■ EXERCISE DIRECTIONS:
Stop at the line containing "Newest line starting": every line of the listing from the first up to that one must be set down exactly.

━━━━━━━━━━━━━━━━

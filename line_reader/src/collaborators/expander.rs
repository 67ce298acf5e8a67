// Copyright (c) 2025 R3BL LLC. Licensed under Apache License, Version 2.0.

use std::fmt::Debug;

use miette::Diagnostic;
use thiserror::Error;

use crate::History;

#[derive(Clone, Debug, Error, Diagnostic, PartialEq, Eq)]
pub enum ExpandError {
    #[error("{0}: event not found")]
    #[diagnostic(code(line_reader::expander::event_not_found))]
    EventNotFound(String),

    #[error("substitution failed")]
    #[diagnostic(code(line_reader::expander::substitution))]
    SubstitutionFailed,
}

/// Expands history references in a line before it is accepted.
pub trait Expander: Debug + Send {
    /// # Errors
    ///
    /// Returns an error if a reference names no entry.
    fn expand_history(&self, history: &dyn History, line: &str) -> Result<String, ExpandError>;

    /// Expand a single word for `expand-word`. The default leaves it alone.
    fn expand_var(&self, word: &str) -> String { word.to_string() }
}

/// Shell style event designators:
///
/// | Reference   | Expands to                                   |
/// |-------------|----------------------------------------------|
/// | `!!`        | The previous line                            |
/// | `!$`        | Last word of the previous line               |
/// | `!n`        | Entry number `n`, counting from 1            |
/// | `!-n`       | The `n`th previous line                      |
/// | `!?text`    | Newest line containing `text`                |
/// | `!prefix`   | Newest line starting with `prefix`           |
/// | `^old^new`  | Previous line with `old` replaced by `new` (start of line only) |
///
/// `\!` is a literal `!`, and so is a `!` followed by a blank, `=`, `(`, or the end.
#[derive(Clone, Copy, Debug, Default, PartialEq, Eq)]
pub struct DefaultExpander;

impl Expander for DefaultExpander {
    fn expand_history(&self, history: &dyn History, line: &str) -> Result<String, ExpandError> {
        if let Some(rest) = line.strip_prefix('^') {
            return quick_substitution(history, rest);
        }

        let chars: Vec<char> = line.chars().collect();
        let mut acc = String::with_capacity(line.len());
        let mut pos = 0;
        while pos < chars.len() {
            let ch = chars[pos];
            if ch == '\\' && chars.get(pos + 1) == Some(&'!') {
                acc.push('!');
                pos += 2;
                continue;
            }
            if ch != '!' {
                acc.push(ch);
                pos += 1;
                continue;
            }
            let (expansion, consumed) = expand_event(history, &chars[pos + 1..])?;
            acc.push_str(&expansion);
            pos += 1 + consumed;
        }
        Ok(acc)
    }
}

fn last_entry(history: &dyn History) -> Option<&str> {
    history.len().checked_sub(1).and_then(|index| history.get(index))
}

/// Expand the designator after a `!`. Returns the text and how many chars of `rest`
/// it used.
fn expand_event(history: &dyn History, rest: &[char]) -> Result<(String, usize), ExpandError> {
    let not_found = |reference: String| ExpandError::EventNotFound(format!("!{reference}"));
    let Some(&first) = rest.first() else {
        return Ok(("!".to_string(), 0));
    };

    match first {
        '!' => last_entry(history)
            .map(|entry| (entry.to_string(), 1))
            .ok_or_else(|| not_found("!".to_string())),
        '$' => last_entry(history)
            .map(|entry| {
                let word = entry.split_whitespace().last().unwrap_or_default();
                (word.to_string(), 1)
            })
            .ok_or_else(|| not_found("$".to_string())),
        ' ' | '\t' | '\n' | '=' | '(' => Ok(("!".to_string(), 0)),
        '-' | '0'..='9' => {
            let negative = first == '-';
            let digits: String = rest[usize::from(negative)..]
                .iter()
                .take_while(|ch| ch.is_ascii_digit())
                .collect();
            let consumed = usize::from(negative) + digits.len();
            let reference: String = rest[..consumed].iter().collect();
            let number: usize = digits.parse().map_err(|_| not_found(reference.clone()))?;
            let index = if negative {
                history.len().checked_sub(number)
            } else {
                number.checked_sub(1)
            };
            index
                .and_then(|index| history.get(index))
                .map(|entry| (entry.to_string(), consumed))
                .ok_or_else(|| not_found(reference))
        }
        '?' => {
            let text: String = rest[1..].iter().take_while(|ch| **ch != '?' && **ch != '\n').collect();
            let mut consumed = 1 + text.chars().count();
            if rest.get(consumed) == Some(&'?') {
                consumed += 1;
            }
            (0..history.len())
                .rev()
                .filter_map(|index| history.get(index))
                .find(|entry| entry.contains(&text))
                .map(|entry| (entry.to_string(), consumed))
                .ok_or_else(|| not_found(format!("?{text}")))
        }
        _ => {
            let prefix: String = rest
                .iter()
                .take_while(|ch| !ch.is_whitespace() && !matches!(ch, '!' | '"' | '\'' | ';'))
                .collect();
            (0..history.len())
                .rev()
                .filter_map(|index| history.get(index))
                .find(|entry| entry.starts_with(&prefix))
                .map(|entry| (entry.to_string(), prefix.chars().count()))
                .ok_or_else(|| not_found(prefix))
        }
    }
}

/// `^old^new[^]rest`: previous line with the first `old` replaced.
fn quick_substitution(history: &dyn History, rest: &str) -> Result<String, ExpandError> {
    let mut parts = rest.splitn(3, '^');
    let old = parts.next().unwrap_or_default();
    let new = parts.next().unwrap_or_default();
    let tail = parts.next().unwrap_or_default();
    let previous = last_entry(history).ok_or_else(|| ExpandError::EventNotFound("^".to_string()))?;
    if old.is_empty() || !previous.contains(old) {
        return Err(ExpandError::SubstitutionFailed);
    }
    Ok(format!("{}{tail}", previous.replacen(old, new, 1)))
}
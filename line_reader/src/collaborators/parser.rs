// Copyright (c) 2025 R3BL LLC. Licensed under Apache License, Version 2.0.

use std::{fmt::Debug, ops::Range};

use miette::Diagnostic;
use thiserror::Error;

/// Why the line is being parsed. Only [`ParseContext::AcceptLine`] may report
/// incomplete input.
#[derive(Clone, Copy, Debug, PartialEq, Eq)]
pub enum ParseContext {
    AcceptLine,
    Complete,
    /// Word motions and other structural queries.
    SplitLine,
}

#[derive(Clone, Debug, Error, Diagnostic, PartialEq, Eq)]
pub enum ParseError {
    /// More input is needed. `missing` names what is expected (`quote`, `dquote`,
    /// `newline`) and is shown by the `%M` prompt escape.
    #[error("incomplete input: missing {missing}")]
    #[diagnostic(code(line_reader::parser::incomplete))]
    Incomplete { missing: String },
}

/// A structural view of the buffer: its words and which one holds the cursor.
/// Positions are char indices.
#[derive(Clone, Debug, Default, PartialEq, Eq)]
pub struct ParsedLine {
    pub line: String,
    pub cursor: usize,
    /// Words with quotes and escapes removed.
    pub words: Vec<String>,
    /// Where each word sits in `line`, quotes included.
    pub word_spans: Vec<Range<usize>>,
    pub word_index: usize,
    /// Cursor offset inside the current (unquoted) word.
    pub word_cursor: usize,
}

impl ParsedLine {
    /// A line holding only `word`, with the cursor at its end.
    #[must_use]
    pub fn single_word(word: &str) -> Self {
        let len = word.chars().count();
        Self {
            line: word.to_string(),
            cursor: len,
            words: vec![word.to_string()],
            word_spans: vec![0..len],
            word_index: 0,
            word_cursor: len,
        }
    }

    /// The word holding the cursor.
    #[must_use]
    pub fn word(&self) -> &str {
        self.words
            .get(self.word_index)
            .map_or("", String::as_str)
    }

    /// Span of the word holding the cursor, or an empty span at the cursor.
    #[must_use]
    pub fn word_span(&self) -> Range<usize> {
        self.word_spans
            .get(self.word_index)
            .cloned()
            .unwrap_or(self.cursor..self.cursor)
    }

    /// The part of the current word before the cursor.
    #[must_use]
    pub fn word_before_cursor(&self) -> String {
        self.word().chars().take(self.word_cursor).collect()
    }
}

/// Splits a line into words.
pub trait Parser: Debug + Send {
    /// # Errors
    ///
    /// Returns [`ParseError::Incomplete`] when `context` is
    /// [`ParseContext::AcceptLine`] and the line needs a continuation.
    fn parse(&self, line: &str, cursor: usize, context: ParseContext) -> Result<ParsedLine, ParseError>;
}

/// Whitespace separated words with `'` / `"` quoting and `\` escapes.
#[derive(Clone, Copy, Debug, PartialEq, Eq)]
pub struct DefaultParser {
    /// An unclosed quote on accept asks for another line.
    pub eof_on_unclosed_quote: bool,
    /// A trailing `\` on accept asks for another line.
    pub eof_on_escaped_newline: bool,
}

impl Default for DefaultParser {
    fn default() -> Self {
        Self {
            eof_on_unclosed_quote: true,
            eof_on_escaped_newline: true,
        }
    }
}

#[derive(Debug, Default)]
struct WordBuilder {
    words: Vec<String>,
    word_spans: Vec<Range<usize>>,
    current: Option<(String, usize)>,
    word_index: Option<usize>,
    word_cursor: usize,
}

impl WordBuilder {
    fn push_char(&mut self, ch: char, pos: usize) {
        match &mut self.current {
            Some((word, _)) => word.push(ch),
            None => self.current = Some((ch.to_string(), pos)),
        }
    }

    /// Open a word without content yet (an opening quote).
    fn open(&mut self, pos: usize) {
        if self.current.is_none() {
            self.current = Some((String::new(), pos));
        }
    }

    /// `false` if no word is open at the cursor yet.
    fn note_cursor(&mut self) -> bool {
        match &self.current {
            Some((word, _)) => {
                self.word_index = Some(self.words.len());
                self.word_cursor = word.chars().count();
                true
            }
            None => false,
        }
    }

    fn close(&mut self, end: usize) {
        if let Some((word, start)) = self.current.take() {
            self.words.push(word);
            self.word_spans.push(start..end);
        }
    }
}

impl Parser for DefaultParser {
    fn parse(&self, line: &str, cursor: usize, context: ParseContext) -> Result<ParsedLine, ParseError> {
        let chars: Vec<char> = line.chars().collect();
        let mut builder = WordBuilder::default();
        let mut quote: Option<char> = None;
        let mut escaped = false;

        for (pos, ch) in chars.iter().copied().enumerate() {
            // The cursor on the first char of a word belongs to that word once it opens.
            let cursor_waiting = pos == cursor && !builder.note_cursor();
            if escaped {
                escaped = false;
                if ch != '\n' {
                    builder.push_char(ch, pos);
                }
                continue;
            }
            match (quote, ch) {
                (_, '\\') if quote != Some('\'') => {
                    builder.open(pos);
                    escaped = true;
                }
                (Some(open), _) if ch == open => quote = None,
                (Some(_), _) => builder.push_char(ch, pos),
                (None, '\'' | '"') => {
                    builder.open(pos);
                    quote = Some(ch);
                }
                (None, _) if ch.is_whitespace() => builder.close(pos),
                (None, _) => builder.push_char(ch, pos),
            }
            if cursor_waiting && builder.current.is_some() {
                builder.word_index = Some(builder.words.len());
                builder.word_cursor = 0;
            }
        }
        if cursor >= chars.len() {
            let _unused: bool = builder.note_cursor();
        }
        builder.close(chars.len());

        if context == ParseContext::AcceptLine {
            if let Some(open) = quote
                && self.eof_on_unclosed_quote
            {
                let missing = if open == '"' { "dquote" } else { "quote" };
                return Err(ParseError::Incomplete {
                    missing: missing.to_string(),
                });
            }
            if escaped && self.eof_on_escaped_newline {
                return Err(ParseError::Incomplete {
                    missing: "newline".to_string(),
                });
            }
        }

        let cursor = cursor.min(chars.len());
        let WordBuilder {
            mut words,
            mut word_spans,
            word_index,
            word_cursor,
            ..
        } = builder;
        // Cursor between words: an empty word is being completed there.
        let (word_index, word_cursor) = match word_index {
            Some(index) => (index, word_cursor),
            None => {
                let index = word_spans
                    .iter()
                    .position(|span| span.start >= cursor)
                    .unwrap_or(words.len());
                words.insert(index, String::new());
                word_spans.insert(index, cursor..cursor);
                (index, 0)
            }
        };

        Ok(ParsedLine {
            line: line.to_string(),
            cursor,
            words,
            word_spans,
            word_index,
            word_cursor,
        })
    }
}
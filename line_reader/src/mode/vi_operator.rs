// Copyright (c) 2025 R3BL LLC. Licensed under Apache License, Version 2.0.

/// A vi operator waiting for its motion.
#[derive(Clone, Copy, Debug, PartialEq, Eq, Hash)]
pub enum ViOperator {
    Delete,
    Change,
    Yank,
    SwapCase,
}

/// How the text between the start and end of a motion is selected.
#[derive(Clone, Copy, Debug, PartialEq, Eq, Hash)]
pub enum MotionKind {
    /// The char the motion lands on is not included (`w`, `b`, `h`).
    Exclusive,
    /// The char the motion lands on is included (`e`, `$`, `f`).
    Inclusive,
    /// Whole lines from start to end (`j`, `k`, and a doubled operator).
    Linewise,
}

/// Recorded when an operator widget runs in vi command mode, consumed by the motion
/// that follows.
#[derive(Clone, Copy, Debug, PartialEq, Eq)]
pub struct PendingOperator {
    pub operator: ViOperator,
    /// Cursor position when the operator was typed.
    pub start: usize,
    /// Numeric argument given before the operator (`3` in `3dw`).
    pub count: i32,
    /// Register selected with `"x` before the operator.
    pub register: Option<char>,
}
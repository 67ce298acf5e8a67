// Copyright (c) 2025 R3BL LLC. Licensed under Apache License, Version 2.0.

use crate::RingBufferHeap;

pub const KILL_RING_CAPACITY: usize = 60;

/// Which side of the cursor the killed text came from. Decides how consecutive kills
/// are joined.
#[derive(Clone, Copy, Debug, PartialEq, Eq)]
pub enum KillDirection {
    Forward,
    Backward,
}

/// Killed text, newest last. `yank` inserts the newest entry, `yank-pop` walks toward
/// older ones and wraps around.
#[derive(Clone, Debug, Default, PartialEq, Eq)]
pub struct KillRing {
    ring: RingBufferHeap<String, KILL_RING_CAPACITY>,
    /// Distance from the newest entry of the last yank.
    yank_offset: usize,
}

impl KillRing {
    #[must_use]
    pub fn new() -> Self { Self::default() }

    /// Save `text`. When `join` is set (the previous widget was a kill too) the text is
    /// merged into the newest entry instead, appended for forward kills and prepended
    /// for backward ones.
    pub fn kill(&mut self, text: &str, direction: KillDirection, join: bool) {
        if text.is_empty() {
            return;
        }
        if join && let Some(newest) = self.ring.newest_mut() {
            match direction {
                KillDirection::Forward => newest.push_str(text),
                KillDirection::Backward => newest.insert_str(0, text),
            }
        } else {
            self.ring.add(text.to_string());
        }
        self.yank_offset = 0;
    }

    /// Save `text` as a new entry without joining.
    pub fn add(&mut self, text: &str) { self.kill(text, KillDirection::Forward, false); }

    /// The newest entry.
    pub fn yank(&mut self) -> Option<&str> {
        self.yank_offset = 0;
        self.ring.newest().map(String::as_str)
    }

    /// The entry before the one yanked last, wrapping to the newest after the oldest.
    pub fn yank_pop(&mut self) -> Option<&str> {
        if self.ring.is_empty() {
            return None;
        }
        self.yank_offset = (self.yank_offset + 1) % self.ring.len();
        self.ring.get_from_newest(self.yank_offset).map(String::as_str)
    }

    #[must_use]
    pub fn len(&self) -> usize { self.ring.len() }

    #[must_use]
    pub fn is_empty(&self) -> bool { self.ring.is_empty() }
}
// Copyright (c) 2025 R3BL LLC. Licensed under Apache License, Version 2.0.

//! Names of the built-in keymaps.

/// Global override layer, consulted before the mode's own keymap.
pub const MAIN: &str = "main";
pub const EMACS: &str = "emacs";
pub const VIINS: &str = "viins";
pub const VICMD: &str = "vicmd";
pub const VIOPP: &str = "viopp";
pub const VISUAL: &str = "visual";
pub const MENU: &str = "menu";
/// Last resort bindings for keys that must never be silently dropped.
pub const SAFE: &str = ".safe";

pub const ALL: [&str; 8] = [MAIN, EMACS, VIINS, VICMD, VIOPP, VISUAL, MENU, SAFE];
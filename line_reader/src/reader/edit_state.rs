// Copyright (c) 2025 R3BL LLC. Licensed under Apache License, Version 2.0.

use std::ops::Range;

use rustc_hash::FxHashMap;

use crate::{Buffer, Candidate, EditMode, KeySeq, KillRing, ModeController, NumericArgument,
            PromptTemplate, RegionType, SearchDirection, UndoCoalescing, UndoHistory,
            WidgetName};

/// Everything one [`crate::LineReader::read_line`] call edits. Built fresh at the start
/// of each call and dropped when it returns.
#[derive(Debug)]
pub(crate) struct EditState {
    pub buffer: Buffer,
    pub mode: ModeController,
    pub undo: UndoHistory,
    pub kill_ring: KillRing,
    pub argument: NumericArgument,
    /// How the span between mark and cursor is selected.
    pub region_type: RegionType,
    /// Keys that invoked the widget being run.
    pub keys: KeySeq,
    /// The built-in widget that ran before the current one.
    pub last_widget: Option<WidgetName>,
    /// Text shown below the buffer (listings, messages).
    pub post: Option<String>,
    /// Shown below the buffer while a nested prompt (search, named command) reads.
    pub minibuffer: Option<String>,
    pub search_term: Option<String>,
    /// Span inserted by the last `yank` / `yank-pop`.
    pub yanked: Option<Range<usize>>,
    /// The line being edited, parked while history entries are shown.
    pub history_saved_line: Option<String>,
    /// Pattern of a run of `history-search-*` / `history-beginning-search-*`.
    pub history_search_prefix: Option<String>,
    pub insert_last_word: Option<InsertLastWord>,
    /// Suffix added by completion that the next typed char may remove.
    pub completion_suffix: Option<String>,
    pub menu: Option<MenuState>,
    pub vi: ViState,
    pub prompt: PromptTemplate,
    pub right_prompt: Option<PromptTemplate>,
    pub mask: Option<char>,
    /// Hint from the last incomplete parse, for `%M`.
    pub missing: String,
    /// Set by `accept-line`, read (and reset) by the edit loop.
    pub accepted: bool,
    /// Widget name stored by `read-command`.
    pub reply: Option<String>,
    pub clear_screen: bool,
    pub recursive_edit_depth: usize,
    pub local_history: bool,
}

impl EditState {
    pub fn new(mode: EditMode, coalescing: UndoCoalescing) -> Self {
        Self {
            buffer: Buffer::new(),
            mode: ModeController::new(mode),
            undo: UndoHistory::new(coalescing),
            kill_ring: KillRing::new(),
            argument: NumericArgument::default(),
            region_type: RegionType::None,
            keys: KeySeq::new(),
            last_widget: None,
            post: None,
            minibuffer: None,
            search_term: None,
            yanked: None,
            history_saved_line: None,
            history_search_prefix: None,
            insert_last_word: None,
            completion_suffix: None,
            menu: None,
            vi: ViState::default(),
            prompt: PromptTemplate::default(),
            right_prompt: None,
            mask: None,
            missing: String::new(),
            accepted: false,
            reply: None,
            clear_screen: false,
            recursive_edit_depth: 0,
            local_history: false,
        }
    }

    /// The region, when one is active. Visual mode includes the char under the cursor.
    pub fn active_region(&self) -> Option<Range<usize>> {
        let inclusive = self.mode.mode() == EditMode::Visual;
        self.buffer.region_bounds(self.region_type, inclusive)
    }

    pub fn clear_region(&mut self) {
        self.region_type = RegionType::None;
        self.buffer.clear_mark();
    }
}

/// Where `insert-last-word` put its text, so the next press can replace it.
#[derive(Clone, Debug, PartialEq, Eq)]
pub(crate) struct InsertLastWord {
    pub history_index: usize,
    pub range: Range<usize>,
}

/// Candidates being cycled through in menu mode.
#[derive(Clone, Debug, PartialEq, Eq)]
pub(crate) struct MenuState {
    pub candidates: Vec<Candidate>,
    pub selected: Option<usize>,
    /// Where the completed word starts.
    pub start: usize,
    /// Chars inserted for the current selection.
    pub inserted: usize,
}

/// A vi `f` / `F` / `t` / `T` to repeat with `;` and `,`.
#[derive(Clone, Copy, Debug, PartialEq, Eq)]
pub(crate) struct ViFind {
    pub target: char,
    pub forward: bool,
    /// `t` / `T`: stop one short of the target.
    pub till: bool,
}

#[derive(Clone, Debug, Default, PartialEq, Eq)]
pub(crate) struct ViRegister {
    pub text: String,
    pub linewise: bool,
}

/// The unnamed register.
pub(crate) const UNNAMED_REGISTER: char = '"';

#[derive(Clone, Debug, Default, PartialEq, Eq)]
pub(crate) struct ViState {
    pub last_find: Option<ViFind>,
    pub last_search: Option<(String, SearchDirection)>,
    pub registers: FxHashMap<char, ViRegister>,
    /// Register named with `"x`, used by the next yank, delete or put.
    pub selected_register: Option<char>,
    /// Keys of the last change, replayed by `.`.
    pub last_change: Option<KeySeq>,
    /// Keys of the change being made.
    pub recording: Option<KeySeq>,
    /// Count keys typed in command mode, so `.` replays `3x` and not `x`.
    pub argument_keys: KeySeq,
}

#[cfg(test)]
mod tests {
    use super::*;
    use pretty_assertions::assert_eq;

    #[test]
    fn test_visual_region_is_inclusive() {
        let mut state = EditState::new(EditMode::ViCommand, UndoCoalescing::default());
        state.buffer = Buffer::from_text("hello world");
        state.buffer.set_cursor(0);
        state.buffer.set_mark();
        state.buffer.set_cursor(4);
        state.region_type = RegionType::Char;
        assert_eq!(state.active_region(), Some(0..4));

        state.mode.set_mode(EditMode::Visual);
        assert_eq!(state.active_region(), Some(0..5));

        state.clear_region();
        assert_eq!(state.active_region(), None);
    }
}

━━━━━━━━━━━━━━━━

■ TASK SOLUTION:
filename line_reader/src/collaborators/expander.rs
repository 67ce298acf5e8a67
// Copyright (c) 2025 R3BL LLC. Licensed under Apache License, Version 2.0.

use std::fmt::Debug;

use miette::Diagnostic;
use thiserror::Error;

use crate::History;

#[derive(Clone, Debug, Error, Diagnostic, PartialEq, Eq)]
pub enum ExpandError {
    #[error("{0}: event not found")]
    #[diagnostic(code(line_reader::expander::event_not_found))]
    EventNotFound(String),

    #[error("substitution failed")]
    #[diagnostic(code(line_reader::expander::substitution))]
    SubstitutionFailed,
}

/// Expands history references in a line before it is accepted.
pub trait Expander: Debug + Send {
    /// # Errors
    ///
    /// Returns an error if a reference names no entry.
    fn expand_history(&self, history: &dyn History, line: &str) -> Result<String, ExpandError>;

    /// Expand a single word for `expand-word`. The default leaves it alone.
    fn expand_var(&self, word: &str) -> String { word.to_string() }
}

/// Shell style event designators:
///
/// | Reference   | Expands to                                   |
/// |-------------|----------------------------------------------|
/// | `!!`        | The previous line                            |
/// | `!$`        | Last word of the previous line               |
/// | `!n`        | Entry number `n`, counting from 1            |
/// | `!-n`       | The `n`th previous line                      |
/// | `!?text`    | Newest line containing `text`                |
/// | `!prefix`   | Newest line starting with `prefix`           |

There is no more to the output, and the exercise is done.